FDA Loses Battle to Limit Truthful, Non-Misleading Off-Label Promotion of Approved Drugs

Pharmaceutical manufacturer Amarin Pharma Inc.'s momentous win in New York federal court affirms a drug manufacturer's First Amendment right to truthfully promote non-FDA—approved uses of its product. On August 7, 2015, Judge Paul Engelmayer of the Southern District of New York issued the first known affirmative protection of off-label promotion of a specific prescription drug. Amarin Pharma, Inc. et al. v. U.S. Food & Drug Admin., et al., Opinion & Order, No. 1:15-cv-03588 (S.D.N.Y.).
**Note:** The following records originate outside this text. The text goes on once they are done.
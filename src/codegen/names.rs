//! Dimension names used by the printers.

use serde::{Serialize, Deserialize};

/// First generated parameter name.
pub const FIRST_PARAMETER: char = 'M';
/// First generated iterator name.
pub const FIRST_ITERATOR: char = 'i';
/// Prefix of generated scattering names.
pub const SCATTERING_PREFIX: &str = "c";

/// Names of scalar, scattering, iterator and parameter dimensions.
///
/// Shared through `Arc` between a program and its printers.
#[derive(Debug, Clone, Default, PartialEq, Eq, Serialize, Deserialize)]
pub struct Names {
    /// Scalar scattering dimensions (removed from the loop nest)
    pub scalars: Vec<String>,
    /// Scattering dimensions
    pub scattering: Vec<String>,
    /// Statement iterators, shared by depth
    pub iterators: Vec<String>,
    /// Parameters
    pub parameters: Vec<String>,
}

impl Names {
    /// Generated names for the given counts.
    pub fn generate(nb_scattering: usize, nb_iterators: usize, nb_parameters: usize) -> Self {
        Self {
            scalars: Vec::new(),
            scattering: generate_prefixed(SCATTERING_PREFIX, nb_scattering),
            iterators: generate_letters(FIRST_ITERATOR, nb_iterators),
            parameters: generate_letters(FIRST_PARAMETER, nb_parameters),
        }
    }

    /// Move the names of scalar scattering dimensions into `scalars`.
    pub fn scalarize(&self, scaldims: &[bool]) -> Names {
        let mut result = Names {
            scalars: self.scalars.clone(),
            scattering: Vec::with_capacity(self.scattering.len()),
            iterators: self.iterators.clone(),
            parameters: self.parameters.clone(),
        };
        for (i, name) in self.scattering.iter().enumerate() {
            if scaldims.get(i).copied().unwrap_or(false) {
                result.scalars.push(name.clone());
            } else {
                result.scattering.push(name.clone());
            }
        }
        result
    }

    /// Name of loop level `level` (1-based): scattering first, then iterators.
    pub fn level(&self, level: usize) -> String {
        let index = level - 1;
        if index < self.scattering.len() {
            return self.scattering[index].clone();
        }
        let iter = index - self.scattering.len();
        self.iterators
            .get(iter)
            .cloned()
            .unwrap_or_else(|| generated_letter(FIRST_ITERATOR, iter))
    }

    /// Column names of a domain with `depth` loop dimensions and the parameters.
    pub fn columns(&self, depth: usize) -> Vec<String> {
        (1..=depth)
            .map(|l| self.level(l))
            .chain(self.parameters.iter().cloned())
            .collect()
    }
}

/// `first`, `first+1`, ... falling back to `first` plus the index past `z`.
pub fn generate_letters(first: char, count: usize) -> Vec<String> {
    (0..count).map(|i| generated_letter(first, i)).collect()
}

/// `prefix1`, `prefix2`, ...
pub fn generate_prefixed(prefix: &str, count: usize) -> Vec<String> {
    (1..=count).map(|i| format!("{}{}", prefix, i)).collect()
}

fn generated_letter(first: char, index: usize) -> String {
    let last = if first.is_ascii_uppercase() { 'Z' } else { 'z' };
    let code = first as u32 + index as u32;
    match char::from_u32(code) {
        Some(c) if c <= last => c.to_string(),
        _ => format!("{}{}", first, index),
    }
}

#[cfg(test)]
mod tests {
    use super::*;

    #[test]
    fn test_generated_names() {
        let names = Names::generate(2, 3, 2);
        assert_eq!(names.scattering, vec!["c1", "c2"]);
        assert_eq!(names.iterators, vec!["i", "j", "k"]);
        assert_eq!(names.parameters, vec!["M", "N"]);
    }

    #[test]
    fn test_letters_past_the_alphabet() {
        let names = generate_letters(FIRST_ITERATOR, 20);
        assert_eq!(names[17], "z");
        assert_eq!(names[18], "i18");
        let params = generate_letters(FIRST_PARAMETER, 15);
        assert_eq!(params[13], "Z");
        assert_eq!(params[14], "M14");
    }

    #[test]
    fn test_scalarize_and_levels() {
        let names = Names::generate(3, 1, 1).scalarize(&[true, false, true]);
        assert_eq!(names.scalars, vec!["c1", "c3"]);
        assert_eq!(names.scattering, vec!["c2"]);
        assert_eq!(names.level(1), "c2");
        assert_eq!(names.level(2), "i");
        assert_eq!(names.columns(2), vec!["c2", "i", "M"]);
    }
}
The court granted preliminary relief that permits Amarin to engage in truthful and non-misleading speech promoting the off-label use of its triglyceride-lowering drug Vascepa to treat patients who have lower levels of triglycerides than the patients for whom the FDA approved its use. Critically, the court went even further and held that truthful and non-misleading speech may not form the basis of a prosecution by the Food and Drug Administration (FDA) for misbranding. The court's decision rested heavily on the Second Circuit's 2012 decision in United States v. Caronia, 703 F.3d 149 (2d Cir. 2012), and indicated for the first time how district courts might entertain offensive uses of Caronia by drug manufacturers.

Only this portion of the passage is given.